Herbawi Abdalrahman N, Azzam Saif K, AboGhayyada Ibrahim, Hroub Osama, Ibraheem Kareem, Eltamimi Badawi
Faculty of Medicine, Palestine Polytechnic University, Hebron 90200, Palestine.
Faculty of Medicine, Palestine Polytechnic University, Hebron 90200, Palestine; Palestinian Clinical Research Center, Bethlehem, Palestine.
Int J Surg Case Rep. 2025 Jan;126:110746. doi: 10.1016/j.ijscr.2024.110746. Epub 2024 Dec 15.
Esophageal leiomyoma is the most common benign submucosal mesenchymal tumor of the esophagus, typically asymptomatic but can cause symptoms such as dysphagia, chest pain, or regurgitation when large. Diagnosis is often incidental, confirmed by imaging techniques like computed tomography (CT) and endoscopic ultrasound (EUS), with surgical enucleation being the standard treatment.
A 28-year-old male presented with a one-year history of persistent epigastric discomfort and gastroesophageal reflux disease (GERD) symptoms unresponsive to proton pump inhibitors.
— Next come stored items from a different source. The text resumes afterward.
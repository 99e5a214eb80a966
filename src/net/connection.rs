//! Connection identity and lifecycle tracking.
//!
//! # Responsibilities
//! - Generate unique connection IDs for tracing
//! - Count in-flight connections so shutdown can drain them

use std::sync::atomic::{AtomicU64, Ordering};
use std::sync::Arc;
use std::time::Duration;

use tokio::sync::Notify;

/// Global atomic counter for connection IDs.
/// Using relaxed ordering is sufficient since we only need uniqueness, not synchronization.
static CONNECTION_ID_COUNTER: AtomicU64 = AtomicU64::new(1);

/// Unique identifier for a connection.
#[derive(Debug, Clone, Copy, PartialEq, Eq, Hash)]
pub struct ConnectionId(u64);

impl ConnectionId {
    /// Generate a new unique connection ID.
    pub fn new() -> Self {
        Self(CONNECTION_ID_COUNTER.fetch_add(1, Ordering::Relaxed))
    }

    pub fn as_u64(&self) -> u64 {
        self.0
    }
}

impl Default for ConnectionId {
    fn default() -> Self {
        Self::new()
    }
}

impl std::fmt::Display for ConnectionId {
    fn fmt(&self, f: &mut std::fmt::Formatter<'_>) -> std::fmt::Result {
        write!(f, "conn-{}", self.0)
    }
}

/// Tracks active connections for graceful shutdown.
#[derive(Debug, Clone, Default)]
pub struct ConnectionTracker {
    inner: Arc<TrackerInner>,
}

#[derive(Debug, Default)]
struct TrackerInner {
    active: AtomicU64,
    idle: Notify,
}

impl ConnectionTracker {
    pub fn new() -> Self {
        Self::default()
    }

    /// Record a new active connection. Returns a guard that decrements on drop.
    pub fn track(&self) -> ConnectionGuard {
        self.inner.active.fetch_add(1, Ordering::SeqCst);
        ConnectionGuard {
            inner: Arc::clone(&self.inner),
            id: ConnectionId::new(),
        }
    }

    pub fn active_count(&self) -> u64 {
        self.inner.active.load(Ordering::SeqCst)
    }

    /// Wait until no connection is in flight.
    pub async fn wait_idle(&self) {
        loop {
            let notified = self.inner.idle.notified();
            tokio::pin!(notified);
            // Register before checking so a drop between the check and the await is not missed.
            notified.as_mut().enable();
            if self.active_count() == 0 {
                return;
            }
            notified.await;
        }
    }

    /// Wait for in-flight connections to finish, giving up after `grace`.
    ///
    /// Returns the number of connections still open when the wait ended.
    pub async fn drain(&self, grace: Duration) -> u64 {
        let _ = tokio::time::timeout(grace, self.wait_idle()).await;
        self.active_count()
    }
}

/// Guard that tracks a connection's lifetime.
/// Decrements active count when dropped.
#[derive(Debug)]
pub struct ConnectionGuard {
    inner: Arc<TrackerInner>,
    id: ConnectionId,
}

impl ConnectionGuard {
    pub fn id(&self) -> ConnectionId {
        self.id
    }
}

impl Drop for ConnectionGuard {
    fn drop(&mut self) {
        if self.inner.active.fetch_sub(1, Ordering::SeqCst) == 1 {
            self.inner.idle.notify_waiters();
        }
        tracing::trace!(connection_id = %self.id, "Connection closed");
    }
}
Chest radiograph and CT scan revealed a well-defined submucosal mass in the esophagus. Upper gastrointestinal endoscopy and EUS confirmed the lesion's benign nature. Fine-needle aspiration biopsy showed spindle-shaped cells, confirming esophageal leiomyoma. The patient underwent minimally invasive tumor resection via video-assisted thoracoscopic surgery (VATS), with a smooth postoperative recovery.
Esophageal leiomyomas are rare, often asymptomatic, and may present with nonspecific symptoms if large. CT and EUS are key diagnostic tools, and minimally invasive surgery, such as VATS, is the preferred treatment for larger tumors due to shorter recovery times and fewer complications. Early identification and appropriate surgical intervention are crucial for optimal outcomes.
Esophageal leiomyoma should be considered in patients with GERD-like symptoms unresponsive to therapy. Early imaging, endoscopic evaluation, and minimally invasive surgery provide excellent outcomes, with regular follow-up recommended to monitor for recurrence.
食管平滑肌瘤是食管最常见的良性黏膜下间质瘤,通常无症状,但较大时可引起吞咽困难、胸痛或反流等症状。诊断多为偶然发现,通过计算机断层扫描(CT)和内镜超声(EUS)等成像技术确诊,手术摘除是标准治疗方法。
一名28岁男性,有一年持续性上腹部不适病史,且患有胃食管反流病(GERD),对质子泵抑制剂无反应。胸部X线片和CT扫描显示食管有一个边界清晰的黏膜下肿块。上消化道内镜检查和EUS证实了病变的良性性质。细针穿刺活检显示梭形细胞,确诊为食管平滑肌瘤。患者通过电视辅助胸腔镜手术(VATS)进行了微创肿瘤切除,术后恢复顺利。
食管平滑肌瘤罕见,通常无症状,较大时可能出现非特异性症状。CT和EUS是关键的诊断工具,对于较大肿瘤,由于恢复时间短且并发症少,微创外科手术如VATS是首选治疗方法。早期识别和适当的手术干预对于获得最佳结果至关重要。
对于治疗无反应的类似GERD症状的患者,应考虑食管平滑肌瘤。早期成像、内镜评估和微创外科手术可带来良好的结果,建议定期随访以监测复发情况。